Dear MKE SEX,
About eight months ago, I had a baby. The birth was hard, but just a normal kind of hard. Nothing dramatic. My husband was great during the whole thing, and afterward we felt closer than ever before. That feeling has continued as we raise this little person. There’s only one problem. Ever since the birth, he hasn’t been willing to go down on me. Like, not even once. We have intercourse pretty often, but oral sex has always been a regular part of our sex life. What’s going on here, and what can I do about it?
Congratulations on your new baby, and on your deeper connection to your husband. It sounds like your life is suddenly very full. During periods like this, communication between partners often gets laid aside. You’re both still tired from meeting the needs of another human 24 hours a day, and if you feel closer as a result of your birth, it’s easy to forget to check in about sex stuff. Our culture really perpetuates the idea that sex should be low on your priority list, especially if you’re a parent.
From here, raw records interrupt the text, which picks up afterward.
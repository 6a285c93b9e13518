// src/types.rs

/// Outcome of a script that ran to completion.
///
/// Fields are private so a result cannot be altered once built; `stdout` and
/// `stderr` are exact captures of the interpreter's streams.
#[derive(Debug, Clone, PartialEq, Eq)]
pub struct ExecutionResult {
    return_code: i32,
    stdout: String,
    stderr: String,
}

impl ExecutionResult {
    pub fn new(return_code: i32, stdout: impl Into<String>, stderr: impl Into<String>) -> Self {
        Self {
            return_code,
            stdout: stdout.into(),
            stderr: stderr.into(),
        }
    }

    pub fn return_code(&self) -> i32 {
        self.return_code
    }

    pub fn stdout(&self) -> &str {
        &self.stdout
    }

    pub fn stderr(&self) -> &str {
        &self.stderr
    }

    pub fn success(&self) -> bool {
        self.return_code == 0
    }
}
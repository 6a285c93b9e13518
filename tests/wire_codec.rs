// tests/wire_codec.rs

use codexec::errors::{ClientError, ProtocolError};
use codexec::protocol::{Response, decode_response, encode_error, encode_result};
use codexec::types::ExecutionResult;
use proptest::prelude::*;

#[test]
fn test_encode_result_layout() {
    let result = ExecutionResult::new(0, "ok\n", "");

    assert_eq!(
        encode_result(&result),
        "--- Execution Result ---\nReturn Code: 0\n\n--- STDOUT ---\nok\n\n--- STDERR ---\n"
    );
}

#[test]
fn test_encode_errors_use_client_and_server_prefixes() {
    assert_eq!(
        encode_error(&ProtocolError::SizeLimitExceeded),
        "ERROR: Script size exceeds limit."
    );
    assert_eq!(
        encode_error(&ProtocolError::DecodeError),
        "ERROR: Invalid UTF-8 data received."
    );
    assert_eq!(
        encode_error(&ProtocolError::TimeoutExpired),
        "ERROR: Execution timed out"
    );
    assert_eq!(
        encode_error(&ProtocolError::InternalError),
        "SERVER ERROR: An internal error occurred."
    );
}

#[test]
fn test_response_encode_dispatches_on_variant() {
    let ok = Response::from(Ok::<_, ProtocolError>(ExecutionResult::new(3, "a", "b")));
    assert!(ok.encode().starts_with("--- Execution Result ---\nReturn Code: 3\n"));

    let failed = Response::from(Err::<ExecutionResult, _>(ProtocolError::TimeoutExpired));
    assert_eq!(failed.encode(), "ERROR: Execution timed out");
}

#[test]
fn test_decode_stderr_and_nonzero_exit() {
    let text = "--- Execution Result ---\nReturn Code: 42\n\n--- STDOUT ---\nThis will go to stdout.\n\n--- STDERR ---\nThis is an error message.\n";

    let result = decode_response(text).unwrap();
    assert_eq!(result.return_code(), 42);
    assert_eq!(result.stdout(), "This will go to stdout.\n");
    assert_eq!(result.stderr(), "This is an error message.\n");
}

#[test]
fn test_decode_negative_return_code_and_empty_streams() {
    let text = "--- Execution Result ---\nReturn Code: -9\n\n--- STDOUT ---\n\n--- STDERR ---\n";

    let result = decode_response(text).unwrap();
    assert_eq!(result.return_code(), -9);
    assert_eq!(result.stdout(), "");
    assert_eq!(result.stderr(), "");
}

#[test]
fn test_decode_error_lines_are_returned_verbatim() {
    for line in [
        "ERROR: Execution timed out",
        "SERVER ERROR: An internal error occurred.",
    ] {
        match decode_response(line) {
            Err(ClientError::Server(msg)) => assert_eq!(msg, line),
            other => panic!("Expected Server error, got: {:?}", other),
        }
    }
}

#[test]
fn test_decode_rejects_malformed_responses() {
    let cases = [
        "",
        "hello world",
        "--- Execution Result ---\nReturn Code: zero\n\n--- STDOUT ---\n\n--- STDERR ---\n",
        "--- Execution Result ---\n\n--- STDOUT ---\n\n--- STDERR ---\n",
        "--- Execution Result ---\nReturn Code: 0\n\n--- STDERR ---\n",
        "--- Execution Result ---\nReturn Code: 0\n\n--- STDOUT ---\nno stderr marker",
        "Return Code: 0\n\n--- STDOUT ---\n\n--- STDERR ---\n",
    ];

    for text in cases {
        match decode_response(text) {
            Err(ClientError::MalformedResponse(raw)) => assert_eq!(raw, text),
            other => panic!("Expected MalformedResponse for {text:?}, got: {other:?}"),
        }
    }
}

#[test]
fn test_output_containing_stderr_marker_is_rejected() {
    let result = ExecutionResult::new(0, "line\n--- STDERR ---\nfake\n", "real");
    let encoded = encode_result(&result);

    assert!(matches!(
        decode_response(&encoded),
        Err(ClientError::MalformedResponse(_))
    ));
}

proptest! {
    #[test]
    fn test_round_trip_without_markers(
        return_code in any::<i32>(),
        stdout in "(?s).{0,64}",
        stderr in "(?s).{0,64}",
    ) {
        prop_assume!(!stdout.contains("--- STDOUT ---") && !stdout.contains("--- STDERR ---"));
        prop_assume!(!stderr.contains("--- STDOUT ---") && !stderr.contains("--- STDERR ---"));

        let original = ExecutionResult::new(return_code, stdout, stderr);
        let decoded = decode_response(&encode_result(&original)).unwrap();

        prop_assert_eq!(decoded, original);
    }
}
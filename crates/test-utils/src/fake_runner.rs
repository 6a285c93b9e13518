use std::sync::{Arc, Mutex};
use std::time::Duration;

use codexec::errors::RunError;
use codexec::exec::{RunFuture, ScriptRunner};
use codexec::types::ExecutionResult;

/// What a [`FakeRunner`] does when called.
#[derive(Debug, Clone)]
pub enum FakeOutcome {
    Complete(ExecutionResult),
    TimedOut,
    Internal(String),
    Panic,
    /// Echo the script back as stdout with return code 0.
    Echo,
}

/// A runner that:
/// - records every script it was asked to run
/// - returns a canned outcome without spawning anything.
#[derive(Clone)]
pub struct FakeRunner {
    outcome: FakeOutcome,
    delay: Option<Duration>,
    calls: Arc<Mutex<Vec<String>>>,
}

impl FakeRunner {
    pub fn new(outcome: FakeOutcome) -> Self {
        Self {
            outcome,
            delay: None,
            calls: Arc::new(Mutex::new(Vec::new())),
        }
    }

    pub fn echo() -> Self {
        Self::new(FakeOutcome::Echo)
    }

    /// Sleep before answering.
    pub fn with_delay(mut self, delay: Duration) -> Self {
        self.delay = Some(delay);
        self
    }

    /// Shared handle to the recorded scripts.
    pub fn calls(&self) -> Arc<Mutex<Vec<String>>> {
        Arc::clone(&self.calls)
    }

    pub fn call_count(&self) -> usize {
        self.calls.lock().unwrap().len()
    }
}

impl ScriptRunner for FakeRunner {
    fn run(&self, script: String, timeout: Duration) -> RunFuture<'_> {
        Box::pin(async move {
            self.calls.lock().unwrap().push(script.clone());

            if let Some(delay) = self.delay {
                tokio::time::sleep(delay).await;
            }

            match &self.outcome {
                FakeOutcome::Complete(result) => Ok(result.clone()),
                FakeOutcome::TimedOut => Err(RunError::TimedOut(timeout)),
                FakeOutcome::Internal(msg) => Err(RunError::Internal(anyhow::anyhow!(msg.clone()))),
                FakeOutcome::Panic => panic!("fake runner panicked on purpose"),
                FakeOutcome::Echo => Ok(ExecutionResult::new(0, script, "")),
            }
        })
    }
}
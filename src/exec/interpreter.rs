// src/exec/interpreter.rs

//! Runs a script through an external interpreter in a scratch directory.

use std::path::Path;
use std::process::{ExitStatus, Stdio};
use std::time::Duration;

use anyhow::{Context, anyhow};
use tokio::io::AsyncReadExt;
use tokio::process::Command;
use tracing::{Instrument, debug, info, info_span, warn};

use crate::config::ServerConfig;
use crate::errors::RunError;
use crate::types::ExecutionResult;

use super::backend::{RunFuture, ScriptRunner};

/// Production [`ScriptRunner`].
///
/// Every call gets its own `TempDir`; the guard lives until the end of
/// [`InterpreterRunner::run_in_scratch`], so the directory is removed on
/// every return path, including timeouts and `?` early exits.
///
/// On unix the interpreter leads a fresh process group, and that group is
/// killed before the directory goes away. Processes the script started in
/// the background die with it.
#[derive(Debug, Clone)]
pub struct InterpreterRunner {
    interpreter: Vec<String>,
    script_filename: String,
}

impl InterpreterRunner {
    /// `interpreter` is the program plus leading arguments; the script
    /// filename is appended as the last argument.
    pub fn new(interpreter: Vec<String>, script_filename: impl Into<String>) -> Self {
        Self {
            interpreter,
            script_filename: script_filename.into(),
        }
    }

    pub fn from_config(cfg: &ServerConfig) -> Self {
        Self::new(cfg.interpreter.clone(), cfg.script_filename.clone())
    }

    async fn run_in_scratch(
        &self,
        script: String,
        timeout: Duration,
    ) -> Result<ExecutionResult, RunError> {
        let scratch = tempfile::Builder::new()
            .prefix("codexec-")
            .tempdir()
            .context("creating scratch directory")?;
        let exec_dir = scratch.path();
        let span = info_span!("execution", exec_dir = %exec_dir.display());

        self.run_in_dir(exec_dir, script, timeout)
            .instrument(span)
            .await
    }

    async fn run_in_dir(
        &self,
        exec_dir: &Path,
        script: String,
        timeout: Duration,
    ) -> Result<ExecutionResult, RunError> {
        debug!("created isolated execution directory");

        let script_path = exec_dir.join(&self.script_filename);
        tokio::fs::write(&script_path, script.as_bytes())
            .await
            .with_context(|| format!("writing script to {}", script_path.display()))?;

        let (program, args) = self
            .interpreter
            .split_first()
            .ok_or_else(|| anyhow!("no interpreter configured"))?;

        let mut cmd = Command::new(program);
        cmd.args(args)
            .arg(&self.script_filename)
            .current_dir(exec_dir)
            .stdin(Stdio::null())
            .stdout(Stdio::piped())
            .stderr(Stdio::piped())
            .kill_on_drop(true);
        #[cfg(unix)]
        cmd.process_group(0);

        let mut child = cmd
            .spawn()
            .with_context(|| format!("spawning interpreter '{program}'"))?;
        // Declared after the child so it drops first.
        let group = ProcessGroup::of(&child);

        let mut stdout_pipe = child.stdout.take().context("child stdout not captured")?;
        let mut stderr_pipe = child.stderr.take().context("child stderr not captured")?;

        // The bound covers draining the pipes as well as the exit, so a
        // grandchild holding stdout open cannot outlive the timeout.
        let finished = tokio::time::timeout(timeout, async {
            let mut stdout = Vec::new();
            let mut stderr = Vec::new();
            let (status, out_read, err_read) = tokio::join!(
                child.wait(),
                stdout_pipe.read_to_end(&mut stdout),
                stderr_pipe.read_to_end(&mut stderr),
            );
            out_read.context("reading interpreter stdout")?;
            err_read.context("reading interpreter stderr")?;
            let status = status.context("waiting for interpreter")?;
            Ok::<_, anyhow::Error>((status, stdout, stderr))
        })
        .await;

        let (status, stdout, stderr) = match finished {
            Ok(collected) => collected?,
            Err(_) => {
                warn!(
                    timeout_secs = timeout.as_secs_f64(),
                    "script timed out; killing process group"
                );
                group.kill();
                // `kill` also reaps the child.
                if let Err(e) = child.kill().await {
                    warn!(error = %e, "failed to kill timed out interpreter");
                }
                return Err(RunError::TimedOut(timeout));
            }
        };

        let return_code = exit_code(status);
        info!(
            return_code,
            stdout_bytes = stdout.len(),
            stderr_bytes = stderr.len(),
            "execution finished"
        );

        Ok(ExecutionResult::new(
            return_code,
            String::from_utf8_lossy(&stdout),
            String::from_utf8_lossy(&stderr),
        ))
    }
}

impl ScriptRunner for InterpreterRunner {
    fn run(&self, script: String, timeout: Duration) -> RunFuture<'_> {
        Box::pin(self.run_in_scratch(script, timeout))
    }
}

/// Process group led by a spawned interpreter.
///
/// Dropping it sends `SIGKILL` to the whole group, so nothing the script
/// left running in the background outlives the run.
struct ProcessGroup {
    #[cfg(unix)]
    pgid: Option<nix::unistd::Pid>,
}

impl ProcessGroup {
    fn of(child: &tokio::process::Child) -> Self {
        #[cfg(unix)]
        {
            let pgid = child
                .id()
                .and_then(|id| i32::try_from(id).ok())
                .map(nix::unistd::Pid::from_raw);
            Self { pgid }
        }
        #[cfg(not(unix))]
        {
            let _ = child;
            Self {}
        }
    }

    fn kill(&self) {
        #[cfg(unix)]
        if let Some(pgid) = self.pgid {
            use nix::errno::Errno;
            use nix::sys::signal::{Signal, killpg};

            match killpg(pgid, Signal::SIGKILL) {
                // Group already gone.
                Ok(()) | Err(Errno::ESRCH) => {}
                Err(e) => warn!(pgid = pgid.as_raw(), error = %e, "failed to kill process group"),
            }
        }
    }
}

impl Drop for ProcessGroup {
    fn drop(&mut self) {
        self.kill();
    }
}

/// Exit code, or the negated signal number when the process was killed by a
/// signal.
fn exit_code(status: ExitStatus) -> i32 {
    if let Some(code) = status.code() {
        return code;
    }

    #[cfg(unix)]
    {
        use std::os::unix::process::ExitStatusExt;
        if let Some(signal) = status.signal() {
            return -signal;
        }
    }

    -1
}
But for many couples, sex is an important act that holds them together during life’s trials. When something about sex changes suddenly, it’s important to talk about it. Even though I haven’t talked to your husband, I have a few theories about his hesitation. In our culture, men are taught to be the protector in their romantic/sexual relationships. During your birth, your husband was really supportive, but there is no way to protect someone from the hard work of labor and childbirth. Most new dads are in awe of their partner’s strength. Many also really suffer from a sense of powerlessness at witnessing something so raw and powerful.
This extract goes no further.